二 “双重叙述”困难
就古典政治经济学的研究方法,马克思曾经作过精彩的论述:
十七世纪的经济学家总是从生动的整体,从人口、民族、国家、若干国家等等开始;但是他们最后总是从分析中找出一些有决定意义的抽象的一般的关系,如分工、货币、价值等等。这些个别要素一旦多少确定下来和抽象出来,从劳动、分工、需要、交换价值等等这些简单的东西上升到国家、国际交换和世界市场的各种经济体系就开始出现了……在第一条道路上,完整的表象蒸发为抽象的规定;在第二条道路上,抽象的规定在思维行程中导致具体的再现。[1]
显然,第一条道路是研究方法,也就是从现象到本质,从具体到抽象,从复杂到简单的科学方法;而第二条道路则是叙述的方法,即从抽象到具体的方法,在这里抽象的规定(公设、假定)在思维的行程中导致具体的再现,从而把研究的结果最恰当地叙述出来。马克思特别指出:“这点一旦做到,材料的生命一旦在观念上反映出来,呈现在我们面前的就好像是一个先验的结构了。”[2]
因此,正确地确定经济学分析的逻辑起点至关重要,这个有决定意义的抽象的一般关系将决定整个经济学分析的思维路径,否则,我们将面对一个危险的“先验结构”。几何学的发展给我们一个非常好的例证,不同的逻辑起点(公设)将导致完全不同的结论,并且它们同样都是无懈可击的逻辑公理体系,这就是欧几里得几何学和非欧几何学。欧几里得从平行线公设(即通过一给定点只能引一条直线与已知直线平行)出发,建立了欧氏几何公理体系。而罗巴契夫斯基则从鲍耶(Bolyai)—罗巴契夫斯基公设(通过一给定点能够引两条直线与已知直线平行)出发,这里只有一和二的差别,同样建立了一套完美无缺也绝不亚于欧氏几何的逻辑体系,这就是非欧几何,包括后来的黎曼(Riemann)几何。
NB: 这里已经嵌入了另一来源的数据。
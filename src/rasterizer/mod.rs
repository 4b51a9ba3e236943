//! Flat-shaded software rasterizer
//!
//! Features:
//! - Homogeneous 4x4 transforms with perspective divide
//! - Backface culling against the camera ray
//! - Painter's algorithm (stable back-to-front sort, no depth buffer)
//! - DDA lines and flat-top / flat-bottom scanline triangle fill

mod light;
mod math;
mod matrix;
mod pipeline;
mod render;
mod types;

pub use light::*;
pub use math::*;
pub use matrix::*;
pub use pipeline::*;
pub use render::*;
pub use types::*;

/// Default framebuffer dimensions
pub const WIDTH: usize = 800;
pub const HEIGHT: usize = 600;
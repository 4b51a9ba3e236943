//! Mesh module - the single rendered object
//!
//! - Vertex list and 1-based indexed triangle faces with flat colors
//! - Uniform scale / rotation / translation applied every frame
//! - Builtin cube and a lenient text geometry loader

mod model;
mod obj;

pub use model::*;
pub use obj::*;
它们在逻辑上与欧氏几何完全平等,但包含了许多不同的新奇结论,它在广义相对论和引力理论的建立中发挥了重要作用。从非欧几何发展起来的思想极其有成果,它鼓励科学家们通过改变公理体系逻辑起点的方法去探索新问题和启迪创新思维。
马克思继承了亚当·斯密和李嘉图这些经典大师的传统,把经济分析的逻辑起点确定为商品,关于这一点马克思在《资本论》里一开始就写道:
资本主义生产方式占统治地位的社会财富,表现为“庞大的商品堆积”,单个的商品表现为这种财富的元素形式。因此,我们的研究就从分析商品开始。[3]
然而,把资本主义经济体系还原为它的元素形式——商品,从而把商品作为经济学分析的逻辑起点的方法包含了许多理论上的麻烦和困难。事实上马克思早已注意到了古典劳动价值学说“双重叙述”的缺点,即在商品交换关系发生之前孤立地论证商品的二重性(价值二重性和体现在商品中的劳动二重性),但他并没有解决这一问题。生产商品所耗费的社会必要劳动时间决定商品价值量的信条,仍然是一个“先验的结构”,它不是一个自明的公理,事实上对它的严格定义和量化都是不可能的,因为,不同分工决定的不同劳动时间是无法通约的,我们不知道一个小时教授的劳动时间等于多少清洁工的劳动时间,等等。价值规定在古典经济学家们之间引起了许多枯燥无味,永远也不会有任何结果的无谓的争论。诸如为什么钻石或窑藏的葡萄酒具有更高的价值等。难怪李嘉图也不得不感慨道,在政治经济学中“造成错误和分歧意见最多的,莫过于有关价值一词的含糊观念”。
不仅如此,价值规定这种见物不见人的“先验的结构”是造成商品拜物教的直接原因。也就是说,商品形式在人们面前把人与人之间的社会属性反映成劳动产品本身的物的性质。正如马克思指出的那样:
因为生产者只有通过交换他们的劳动产品才发生社会接触,所以,他们的私人劳动的独特的社会性质也只有在这种交换中才表现出来。[4]
因此,古典政治经济学从商品分析出发的“双重叙述”结构,即在交换之前孤立地论证商品的二重性,并“先验”地确立价值决定,不仅必然导致商品拜物教,同时也使得从价值量到生产价格的研究道路变得曲折崎岖,并且在价值规律和平均利润率规律等问题上导致许多不必要的混乱和分歧。
虽然马克思后来也注意到了“双重叙述”的缺点,并且他非常明确地指出,“只有商品价格的分析才导致价值量的决定,只有商品共同的货币表现才导致商品的价值性质的确定”[5]。而这一切只能在交换关系之后,而不可能是交换关系发生之前。但是,马克思仍然没有打算改变古典政治经济学从商品分析开始的“双重叙述”结构,商品分析仍然是“先验的”,并“充满形而上学的微妙和神学的怪诞”。只要保留价值理论的先验结构,脱离人的行动理论,脱离经济人主观的价值判断和选择,经济学理论就不可避免地遇到“价值悖论”,也不可能科学地说明价格现象,劳动价值理论始终无法回答为什么相对钻石而言,面包具有更高的使用价值,而交换价值(价格)却微不足道,或者窖藏葡萄酒的增值从何而来。